Marcio Rachkorsky: “O aconchego do lar”

Eis que, de repente, vimo-nos presos em casa, numa quarentena sem fim! Eis que, de repente, passamos a trabalhar em casa, a almoçar e jantar em casa!

Sempre me encantei por apartamentos antigos! Maiores, arejados, bem divididos, paredes grossas, charmosos e incrivelmente aconchegantes. Com tristeza, acompanhei a decadência de muitos condomínios outrora valorizadíssimos, fruto da falta de manutenção, de gestões incompetentes, de altos custos fixos e de uma incrível mudança do mercado imobiliário.

Ao longo dos últimos anos, o conceito de moradia coletiva sofreu uma transformação radical, não só por gosto das pessoas, mas também por viabilidade econômica dos empreendimentos imobiliários. Com a chegada dos gigantescos condomínios clube, áreas comuns super equipadas e varandas gourmet viraram o xodó dos brasileiros e os corretores nadaram de braçada com esse novo mote de venda. Mais recentemente, sobretudo nas grandes capitais, ganharam força os edifícios conceito, bem localizados, com apartamentos minúsculos, focados na praticidade, na modernidade, no minimalismo e nos custos fixos mais baixos.
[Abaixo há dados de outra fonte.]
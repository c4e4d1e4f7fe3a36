/// Flow graph validation
///
/// Everything here runs before any node executes: a definition that fails
/// validation is refused outright at deploy or run-start, never partially
/// executed. Slot bounds and required inputs are checked against each node's
/// *current* I/O rules, since slot counts can depend on configuration.

use crate::error::EngineError;
use crate::flow::types::FlowDefinition;
use crate::runtime::executor::ExecutorRegistry;
use crate::runtime::scheduler;
use std::collections::{HashMap, HashSet};

/// Resolve the edge list into the per-run input binding table:
/// (target node id, input slot) -> source node id.
///
/// Resolved once per compile instead of re-parsed per node execution.
pub fn resolve_bindings(flow: &FlowDefinition) -> HashMap<(String, usize), String> {
    let mut bindings = HashMap::new();
    for edge in &flow.edges {
        bindings.insert(
            (edge.target.clone(), edge.target_slot),
            edge.source.clone(),
        );
    }
    bindings
}

/// Validate a flow definition for execution/deployment.
///
/// Checks, in order: node id uniqueness and edge endpoints, acyclicity,
/// known node types, slot bounds, and required-input connectivity.
pub fn validate(flow: &FlowDefinition, executors: &ExecutorRegistry) -> Result<(), EngineError> {
    // Covers duplicate ids, dangling edges, and cycles.
    scheduler::topological_order(&flow.nodes, &flow.edges)?;

    let mut rules_by_node = HashMap::new();
    for node in &flow.nodes {
        let executor =
            executors
                .get(&node.node_type)
                .ok_or_else(|| EngineError::UnknownNodeType {
                    node_id: node.id.clone(),
                    node_type: node.node_type.clone(),
                })?;
        rules_by_node.insert(node.id.clone(), executor.io_rules(node));
    }

    let mut wired: HashSet<(String, usize)> = HashSet::new();
    for edge in &flow.edges {
        let target_rules = &rules_by_node[&edge.target];
        if edge.target_slot >= target_rules.inputs.len() {
            return Err(EngineError::InputSlotOutOfBounds {
                edge_id: edge.id.clone(),
                node_id: edge.target.clone(),
                slot: edge.target_slot,
                declared: target_rules.inputs.len(),
            });
        }

        let source_rules = &rules_by_node[&edge.source];
        if edge.source_slot >= source_rules.outputs {
            return Err(EngineError::OutputSlotOutOfBounds {
                edge_id: edge.id.clone(),
                node_id: edge.source.clone(),
                slot: edge.source_slot,
                declared: source_rules.outputs,
            });
        }

        wired.insert((edge.target.clone(), edge.target_slot));
    }

    for node in &flow.nodes {
        let rules = &rules_by_node[&node.id];
        for (slot, spec) in rules.inputs.iter().enumerate() {
            if spec.required && !wired.contains(&(node.id.clone(), slot)) {
                return Err(EngineError::MissingRequiredInput {
                    node_id: node.id.clone(),
                    input: spec.name.clone(),
                });
            }
        }
    }

    Ok(())
}

#[cfg(test)]
mod tests {
    use super::*;
    use crate::flow::types::{Edge, ExecutionMode, Node};
    use serde_json::json;

    fn flow(nodes: Vec<Node>, edges: Vec<Edge>) -> FlowDefinition {
        FlowDefinition {
            id: "f1".to_string(),
            name: "test".to_string(),
            nodes,
            edges,
            mode: ExecutionMode::Manual,
            scan_interval_ms: 1000,
        }
    }

    fn node(id: &str, node_type: &str, config: serde_json::Value) -> Node {
        Node {
            id: id.to_string(),
            node_type: node_type.to_string(),
            position: json!(null),
            config,
        }
    }

    fn edge(id: &str, source: &str, target: &str, target_slot: usize) -> Edge {
        Edge {
            id: id.to_string(),
            source: source.to_string(),
            source_slot: 0,
            target: target.to_string(),
            target_slot,
        }
    }

    #[test]
    fn fully_wired_flow_validates() {
        let registry = ExecutorRegistry::with_builtins();
        let f = flow(
            vec![
                node("a", "tag_input", json!({"tag": "t1"})),
                node("b", "tag_input", json!({"tag": "t2"})),
                node("sum", "arithmetic", json!({"operation": "add"})),
            ],
            vec![edge("e1", "a", "sum", 0), edge("e2", "b", "sum", 1)],
        );
        assert!(validate(&f, &registry).is_ok());
    }

    #[test]
    fn unconnected_required_input_is_rejected() {
        let registry = ExecutorRegistry::with_builtins();
        let f = flow(
            vec![
                node("a", "tag_input", json!({"tag": "t1"})),
                node("sum", "arithmetic", json!({"operation": "add"})),
            ],
            vec![edge("e1", "a", "sum", 0)],
        );
        assert!(matches!(
            validate(&f, &registry),
            Err(EngineError::MissingRequiredInput { .. })
        ));
    }

    #[test]
    fn slot_bounds_follow_current_configuration() {
        let registry = ExecutorRegistry::with_builtins();
        // `not` declares a single input: slot 1 is out of bounds.
        let f = flow(
            vec![
                node("a", "tag_input", json!({"tag": "t1"})),
                node("inv", "logic", json!({"operation": "not"})),
            ],
            vec![edge("e1", "a", "inv", 1)],
        );
        assert!(matches!(
            validate(&f, &registry),
            Err(EngineError::InputSlotOutOfBounds { .. })
        ));

        // `and` declares two: the same edge becomes valid once slot 0 is wired.
        let f = flow(
            vec![
                node("a", "tag_input", json!({"tag": "t1"})),
                node("gate", "logic", json!({"operation": "and"})),
            ],
            vec![edge("e1", "a", "gate", 0), edge("e2", "a", "gate", 1)],
        );
        assert!(validate(&f, &registry).is_ok());
    }

    #[test]
    fn unknown_node_type_is_rejected() {
        let registry = ExecutorRegistry::with_builtins();
        let f = flow(vec![node("x", "quantum_entangler", json!({}))], vec![]);
        assert!(matches!(
            validate(&f, &registry),
            Err(EngineError::UnknownNodeType { .. })
        ));
    }

    #[test]
    fn cycle_is_rejected_before_anything_else_runs() {
        let registry = ExecutorRegistry::with_builtins();
        let f = flow(
            vec![
                node("a", "debug", json!({})),
                node("b", "debug", json!({})),
            ],
            vec![edge("e1", "a", "b", 0), edge("e2", "b", "a", 0)],
        );
        assert!(matches!(
            validate(&f, &registry),
            Err(EngineError::CycleDetected { .. })
        ));
    }
}
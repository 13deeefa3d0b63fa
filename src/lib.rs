//! # ABC Retail
//!
//! A small web front-end that exercises four storage backends: a table store
//! for customer/product rows, a message queue for orders, two blob containers
//! for images and files, and a relational database with a customer list.
//!
//! ## Architecture
//!
//! - **Axum**: HTTP server, forms, multipart uploads
//! - **SQLx**: SQLite drivers for the table and queue stores and the relational reader
//! - **Tokio**: async runtime and filesystem access for the blob store
//!
//! ## Core Components
//!
//! - [`config`]: layered configuration (defaults, file, environment)
//! - [`db`]: SQLite pools and the relational customer reader
//! - [`error`]: application error type rendered as HTML error pages
//! - [`metrics`]: request and backend counters
//! - [`middleware`]: security headers
//! - [`routes`]: page handlers, health endpoints, router assembly
//! - [`state`]: backend handles shared across requests
//! - [`storage`]: table, queue and blob traits with their drivers
//! - [`types`]: view models and form inputs
//! - [`views`]: HTML rendering

pub mod config;
pub mod db;
pub mod error;
pub mod metrics;
pub mod middleware;
pub mod routes;
pub mod state;
pub mod storage;
pub mod types;
pub mod views;

#[cfg(test)]
mod tests;
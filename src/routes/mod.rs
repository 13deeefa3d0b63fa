//! HTTP route handlers and router assembly.
//!
//! - `home`: the retail pages (index, inserts, uploads, SQL customer list)
//! - `health`: liveness, readiness, metrics and version endpoints

pub mod health;
pub mod home;

use axum::extract::DefaultBodyLimit;
use axum::middleware::{from_fn, from_fn_with_state};
use axum::{
    routing::{get, post},
    Router,
};
use tower_http::{compression::CompressionLayer, services::ServeDir, trace::TraceLayer};

use crate::middleware;
use crate::state::AppState;

/// Builds the full application router with its middleware stack.
pub fn router(state: AppState) -> Router {
    let cfg = state.config.clone();

    let mut app = Router::new()
        .route("/", get(home::root))
        .route("/Home", get(home::root))
        .route("/Home/Index", get(home::index))
        .route("/Home/AddTable", post(home::add_table))
        .route("/Home/AddQueue", post(home::add_queue))
        .route("/Home/UploadBlob", post(home::upload_blob))
        .route("/Home/UploadFile", post(home::upload_file))
        .route("/Home/Database", get(home::database))
        .route("/healthz", get(health::healthz))
        .route("/readyz", get(health::readyz))
        .route("/metrics", get(health::metrics))
        .route("/metrics/prometheus", get(health::metrics_prometheus))
        .route("/version", get(health::version));

    // Local blobs are served by this process under the public URL prefix
    let public_url = cfg.storage.blob_public_url.trim_end_matches('/');
    if let Some(root) = state.blobs.local_root() {
        if public_url.starts_with('/') && public_url.len() > 1 {
            let blobs = Router::new()
                .fallback_service(ServeDir::new(root))
                .layer(from_fn(middleware::blob_headers::blob_headers_middleware));
            app = app.nest_service(public_url, blobs);
        }
    }

    app.with_state(state)
        .layer(DefaultBodyLimit::max(cfg.server.max_upload_bytes))
        .layer(CompressionLayer::new())
        .layer(TraceLayer::new_for_http())
        .layer(from_fn_with_state(cfg, middleware::security_headers::security_headers_middleware))
}
use serde::{Deserialize, Serialize};

use crate::storage::{BlobItem, StorageError, TableEntity};

/// One customer/product row shown on the index page.
#[derive(Debug, Clone, PartialEq, Eq, Serialize)]
pub struct CustomerProduct {
    pub name: String,
    pub product: String,
}

impl From<TableEntity> for CustomerProduct {
    fn from(entity: TableEntity) -> Self {
        Self {
            name: entity.get_str("Name").unwrap_or_default().to_string(),
            product: entity.get_str("Product").unwrap_or_default().to_string(),
        }
    }
}

#[derive(Debug, Clone, PartialEq, Eq, Serialize)]
pub struct UploadedFile {
    pub file_name: String,
    pub url: String,
    pub is_image: bool,
}

impl UploadedFile {
    pub fn from_blob(item: BlobItem, is_image: bool) -> Self {
        Self { file_name: item.name, url: item.url, is_image }
    }
}

/// The outcome of loading one section of the index page.
#[derive(Debug, Clone, PartialEq, Eq, Serialize)]
#[serde(tag = "status", rename_all = "snake_case")]
pub enum Section<T> {
    Loaded { items: Vec<T> },
    Unavailable { reason: String },
}

impl<T> Section<T> {
    pub fn loaded(items: Vec<T>) -> Self {
        Section::Loaded { items }
    }

    /// Maps a backend result. A resource that was never created is an empty
    /// section rather than a failure.
    pub fn from_result(label: &str, result: Result<Vec<T>, StorageError>) -> Self {
        match result {
            Ok(items) => Section::Loaded { items },
            Err(e) if e.is_not_found() => {
                tracing::debug!("{} not created yet: {}", label, e);
                Section::Loaded { items: Vec::new() }
            }
            Err(e) => {
                tracing::error!("Error loading {}: {}", label, e);
                Section::Unavailable { reason: e.to_string() }
            }
        }
    }

    pub fn items(&self) -> &[T] {
        match self {
            Section::Loaded { items } => items,
            Section::Unavailable { .. } => &[],
        }
    }

    pub fn is_unavailable(&self) -> bool {
        matches!(self, Section::Unavailable { .. })
    }
}

/// Request-scoped state of the index page.
#[derive(Debug, Clone, Serialize)]
pub struct IndexView {
    pub notice: Option<Notice>,
    pub customers: Section<CustomerProduct>,
    pub messages: Section<String>,
    pub images: Section<UploadedFile>,
    pub files: Section<UploadedFile>,
}

/// Success banner carried through the post-redirect-get cycle.
#[derive(Debug, Clone, Copy, PartialEq, Eq, Serialize, Deserialize)]
#[serde(rename_all = "snake_case")]
pub enum Notice {
    TableAdded,
    QueueAdded,
    ImageUploaded,
    FileUploaded,
}

impl Notice {
    pub fn as_str(&self) -> &'static str {
        match self {
            Notice::TableAdded => "table_added",
            Notice::QueueAdded => "queue_added",
            Notice::ImageUploaded => "image_uploaded",
            Notice::FileUploaded => "file_uploaded",
        }
    }

    pub fn parse(s: &str) -> Option<Notice> {
        match s {
            "table_added" => Some(Notice::TableAdded),
            "queue_added" => Some(Notice::QueueAdded),
            "image_uploaded" => Some(Notice::ImageUploaded),
            "file_uploaded" => Some(Notice::FileUploaded),
            _ => None,
        }
    }

    pub fn message(&self) -> &'static str {
        match self {
            Notice::TableAdded => "Customer & product added to table storage!",
            Notice::QueueAdded => "Order added to the queue!",
            Notice::ImageUploaded => "Image uploaded to blob storage!",
            Notice::FileUploaded => "File uploaded to blob storage!",
        }
    }
}

#[derive(Debug, Clone, Default, Deserialize)]
pub struct IndexQuery {
    pub notice: Option<String>,
}

#[derive(Debug, Clone, Default, Deserialize)]
pub struct AddTableForm {
    #[serde(default)]
    pub name: String,
    #[serde(default)]
    pub product: String,
}

#[derive(Debug, Clone, Default, Deserialize)]
pub struct AddQueueForm {
    #[serde(default)]
    pub message: String,
}
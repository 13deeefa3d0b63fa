//! Response hardening for blobs served from the local blob root.
//!
//! Uploaded content is user-controlled and served from the application's own
//! origin, so it must never run as a page of this site.

use axum::http::header::{CONTENT_DISPOSITION, CONTENT_SECURITY_POLICY, CONTENT_TYPE};
use axum::{
    extract::Request,
    http::{HeaderValue, StatusCode},
    middleware::Next,
    response::{IntoResponse, Response},
};

/// Wraps the blob file service.
///
/// - Paths with a dot-prefixed segment (the upload staging area) are 404.
/// - Every response gets `Content-Security-Policy: sandbox`.
/// - Anything but a raster image is sent as `Content-Disposition: attachment`.
pub async fn blob_headers_middleware(req: Request, next: Next) -> Response {
    if has_hidden_segment(req.uri().path()) {
        return StatusCode::NOT_FOUND.into_response();
    }

    let mut res = next.run(req).await;
    let headers = res.headers_mut();
    headers.insert(CONTENT_SECURITY_POLICY, HeaderValue::from_static("sandbox"));

    let inline = headers
        .get(CONTENT_TYPE)
        .and_then(|ct| ct.to_str().ok())
        .is_some_and(is_inline_image);
    if !inline {
        headers.insert(CONTENT_DISPOSITION, HeaderValue::from_static("attachment"));
    }
    res
}

// SVG is markup and may carry script
fn is_inline_image(content_type: &str) -> bool {
    let essence = content_type.split(';').next().unwrap_or("").trim().to_ascii_lowercase();
    essence.starts_with("image/") && essence != "image/svg+xml"
}

fn has_hidden_segment(path: &str) -> bool {
    let decoded = urlencoding::decode(path).map(|p| p.into_owned()).unwrap_or_else(|_| path.to_string());
    decoded.split(&['/', '\\'][..]).any(|segment| segment.starts_with('.'))
}
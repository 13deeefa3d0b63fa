use std::sync::Arc;

use tracing::info;

use crate::config::AppConfig;
use crate::db::{self, CustomerDirectory, SqlCustomerDirectory};
use crate::metrics::Metrics;
use crate::storage::{self, BlobStore, QueueStore, TableStore};

/// The shared application state.
///
/// Holds the backend client handles opened at startup. Handlers clone it
/// per request through Axum's `State` extractor; nothing in it is display
/// state, so requests never observe each other's view models.
#[derive(Clone)]
pub struct AppState {
    /// Table store holding customer/product entities.
    pub tables: Arc<dyn TableStore>,
    /// Queue store holding order messages.
    pub queues: Arc<dyn QueueStore>,
    /// Blob store holding both the image and the file container.
    pub blobs: Arc<dyn BlobStore>,
    /// Relational customer list.
    pub customers: Arc<dyn CustomerDirectory>,
    pub config: Arc<AppConfig>,
    pub metrics: Metrics,
}

impl AppState {
    pub fn new(
        tables: Arc<dyn TableStore>,
        queues: Arc<dyn QueueStore>,
        blobs: Arc<dyn BlobStore>,
        customers: Arc<dyn CustomerDirectory>,
        config: AppConfig,
    ) -> Self {
        Self { tables, queues, blobs, customers, config: Arc::new(config), metrics: Metrics::new() }
    }

    /// Opens every backend named in `config`.
    pub async fn connect(config: AppConfig) -> anyhow::Result<Self> {
        let s = &config.storage;
        let tables = storage::open_table_store(&s.table_connection_string).await?;
        let queues = storage::open_queue_store(&s.queue_connection_string).await?;
        let blobs = storage::open_blob_store(&s.blob_connection_string, &s.blob_public_url).await?;
        info!("Storage backends ready (table: {}, queue: {})", s.table_name, s.queue_name);

        let pool = db::connect(&config.database.url).await?;
        if config.database.init_schema {
            db::init_db(&pool).await?;
        }
        let customers = Arc::new(SqlCustomerDirectory::new(pool));

        Ok(Self::new(tables, queues, blobs, customers, config))
    }
}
Perplexo, acompanhei o sucesso de vendas de apartamentos com 26,  22, 18 metros quadrados, por preços altíssimos, um fenômeno a ser estudado. Com tristeza, também acompanhei a desvalorização de apartamentos antigos fabulosos, vendidos por uma ninharia. De toda forma, consegui compreender todas as nuances que levaram o mercado imobiliário a trilhar esse caminho ao longo dos últimos anos e entendi que não fora apenas um aspecto exclusivamente econômico, mas também uma mudança conceitual, uma quebra de paradigmas, até mesmo em função dos jovens comprarem imóveis cada vez mais cedo.

Eis que, de repente, vimo-nos presos em casa, numa quarentena sem fim! Eis que, de repente, passamos a trabalhar em casa, a almoçar e jantar em casa! Demo-nos conta que espaço, aconchego e isolamento acústico, são componentes essenciais para uma moradia completa e a saudade do bom e velho apartamento mais antigo bateu para muitos. O conceito de praticidade extrema foi relativizado e começo a notar, feliz da vida, um aquecimento nas vendas e locações de apartamentos antigos, numa interessante composição entre custo e qualidade de vida.

Até mesmo os imponentes condomínios empresariais, com grandes lajes corporativas, sentirão em breve os impactos da nova mentalidade e, não raramente, já escuto CEOs comentando que substituirão andares inteiros por escritórios menores, fascinados pela possibilidade de redução de custos e com o sucesso do home office.

Que venham as oportunidades, que saibamos equacionar tudo isso e, ao final dessa jornada, estou certo de que ter um apê gostoso, limpo, organizado, aconchegante e com a nossa carinha é tudo de bom!